Sachant qu’il n’existe aucune chance qu’Assange connaisse un procès équitable en Suède concernant les accusations qui pèsent sur lui, les socialistes doivent s’opposer à toute tentative de l’extrader. Cela n’a pas pour but de minimiser la gravité du viol ou de n’importe quel autre type d’abus sexuel. Dans un article intitulé « Femmes contre le viol, nous ne voulons pas pour autant l’extradition de Julian Assange », publié dans le Guardian le 23 août 2012, deux militantes anti-viol reconnues ont souligné avec raison que : « Les autorités sont si peu préoccupées de la violence contre les femmes qu’elles manipulent à volonté des accusations de viol, le plus souvent pour accroître leurs pouvoirs, cette fois-ci pour faciliter l’extradition d’Assange, voire son transfert extrajudiciaire, vers les Etats-Unis ».

Assange a les Etats-Unis à ses trousses, pour avoir osé jeter un peu de lumière sur quelques-uns des crimes de l’impérialisme, un crime capital aux yeux des oppresseurs. Ce n’est pas un marxiste—c’est un libéral qui se considère comme réaliste, et il se fait beaucoup d’illusions. Ses propos lors d’une allocution donnée de l’ambassade équatorienne le 19 août [2012] en sont la preuve : « Je demande au Président Obama de faire ce qui est juste : il faut que les Etats-Unis renoncent à leur chasse aux sorcières contre WikiLeaks ».

Bien entendu, Assange sait pertinemment que la classe dirigeante US ne cessera jamais de le traquer pour faire de lui un exemple. La raison pour laquelle il en est réduit à supplier les dirigeants d’institutions bourgeoises à se réformer est que toute conception des possibilités offertes par la lutte des classes se situe en dehors de sa perspective politique. Il est de notre devoir de défendre Assange parce que c’est un partisan de la liberté de la presse, dont les révélations ont bénéficié à la classe ouvrière et à d’autres victimes de la domination capitaliste.

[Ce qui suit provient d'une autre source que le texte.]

use core::cell::RefCell;

use embassy_sync::blocking_mutex::raw::RawMutex;
use embassy_sync::blocking_mutex::Mutex;

use super::error::PlaybackError;
use super::note::Note;
use super::state::PlaybackState;
use super::volume::VolumeLevel;

/// Everything guarded by the [`SharedPlayback`] lock.
#[derive(Debug, Clone, Copy)]
struct ControlState {
    playback: PlaybackState,
    volume: VolumeLevel,
    /// Last note a foreground cycle sent to the synthesizer.
    previous_note: Note,
    /// Set between `begin_override()` and `end_override()`.
    overridden: bool,
}

impl ControlState {
    const INITIAL: ControlState = ControlState {
        playback: PlaybackState::INACTIVE,
        volume: VolumeLevel::High,
        previous_note: Note::Silence,
        overridden: false,
    };
}

/// Lock-protected handle to the note, octave and volume.
///
/// This is the single shared-state channel between the foreground loop, the
/// volume sampler and the melody player. Every method takes the lock exactly
/// once, so each read or read-modify-write is atomic with respect to every
/// other context using the same handle.
///
/// The raw mutex type decides what "atomic" means on the target:
/// `CriticalSectionRawMutex` when interrupt handlers touch the handle,
/// `ThreadModeRawMutex` or `NoopRawMutex` when only tasks do.
///
/// # Melody override
///
/// [`begin_override()`](Self::begin_override) swaps in the melody's state
/// and hands back a snapshot of what was there; while the override is
/// active, [`set_playback()`](Self::set_playback) is rejected so the
/// foreground cannot interleave a write between the snapshot and the
/// restore. [`end_override()`](Self::end_override) puts the snapshot back.
///
/// # Examples
///
/// ```
/// use embassy_sync::blocking_mutex::raw::NoopRawMutex;
/// use theremin::playback::{Note, Octave, PlaybackState, SharedPlayback};
///
/// let shared: SharedPlayback<NoopRawMutex> = SharedPlayback::new();
/// shared.set_playback(PlaybackState::new(Note::E, Some(Octave::One))).unwrap();
///
/// let snapshot = shared
///     .begin_override(PlaybackState::new(Note::C, Some(Octave::Two)))
///     .unwrap();
/// shared.override_note(Note::D).unwrap();
/// shared.end_override(snapshot).unwrap();
///
/// assert_eq!(shared.playback(), PlaybackState::new(Note::E, Some(Octave::One)));
/// ```
pub struct SharedPlayback<M: RawMutex> {
    inner: Mutex<M, RefCell<ControlState>>,
}

impl<M: RawMutex> Default for SharedPlayback<M> {
    fn default() -> Self {
        Self::new()
    }
}

impl<M: RawMutex> SharedPlayback<M> {
    /// Inactive playback at full volume. Usable in a `static`.
    pub const fn new() -> Self {
        Self {
            inner: Mutex::new(RefCell::new(ControlState::INITIAL)),
        }
    }

    fn with<R>(&self, f: impl FnOnce(&mut ControlState) -> R) -> R {
        self.inner.lock(|cell| f(&mut cell.borrow_mut()))
    }

    // ── Reads ────────────────────────────────────────────────────────

    pub fn playback(&self) -> PlaybackState {
        self.with(|s| s.playback)
    }

    pub fn volume(&self) -> VolumeLevel {
        self.with(|s| s.volume)
    }

    /// Playback state and volume read under one lock.
    pub fn snapshot(&self) -> (PlaybackState, VolumeLevel) {
        self.with(|s| (s.playback, s.volume))
    }

    pub fn previous_note(&self) -> Note {
        self.with(|s| s.previous_note)
    }

    pub fn is_overridden(&self) -> bool {
        self.with(|s| s.overridden)
    }

    // ── Foreground writes ────────────────────────────────────────────

    /// Replace the playback state from the foreground loop.
    ///
    /// Returns [`PlaybackError::OverrideActive`] (and leaves the state
    /// untouched) while the melody owns the state.
    pub fn set_playback(&self, state: PlaybackState) -> Result<(), PlaybackError> {
        self.with(|s| {
            if s.overridden {
                return Err(PlaybackError::OverrideActive);
            }
            s.playback = state;
            Ok(())
        })
    }

    /// Remember the note a completed foreground cycle played.
    pub fn record_played(&self, note: Note) {
        self.with(|s| s.previous_note = note);
    }

    // ── Sampler writes ───────────────────────────────────────────────

    /// Store a new volume level, returning the previous one.
    ///
    /// Volume is never overridden by the melody: turning the dial during
    /// auto-play takes effect on the next note.
    pub fn set_volume(&self, level: VolumeLevel) -> VolumeLevel {
        self.with(|s| core::mem::replace(&mut s.volume, level))
    }

    // ── Melody override ──────────────────────────────────────────────

    /// Atomically snapshot the current state and replace it with `state`.
    ///
    /// Returns [`PlaybackError::OverrideActive`] if an override is already
    /// in progress.
    pub fn begin_override(&self, state: PlaybackState) -> Result<PlaybackState, PlaybackError> {
        self.with(|s| {
            if s.overridden {
                return Err(PlaybackError::OverrideActive);
            }
            s.overridden = true;
            Ok(core::mem::replace(&mut s.playback, state))
        })
    }

    /// Change the sounding note while an override is active.
    pub fn override_note(&self, note: Note) -> Result<(), PlaybackError> {
        self.with(|s| {
            if !s.overridden {
                return Err(PlaybackError::OverrideInactive);
            }
            s.playback.note = note;
            Ok(())
        })
    }

    /// Atomically restore `snapshot` and release the override.
    pub fn end_override(&self, snapshot: PlaybackState) -> Result<(), PlaybackError> {
        self.with(|s| {
            if !s.overridden {
                return Err(PlaybackError::OverrideInactive);
            }
            s.playback = snapshot;
            s.overridden = false;
            Ok(())
        })
    }
}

C’est seulement en défendant les droits et les libertés acquis au cours des dures batailles menées par les générations passées—avantages que la classe capitaliste tente souvent de supprimer pendant des périodes de réaction—, qu’il nous sera possible d’aller de l’avant pour gagner de nouveaux acquis, et jeter les bases pour le renversement de l’ensemble du système mondial d’oppression et de meurtre de masses, que la domination impérialiste implique.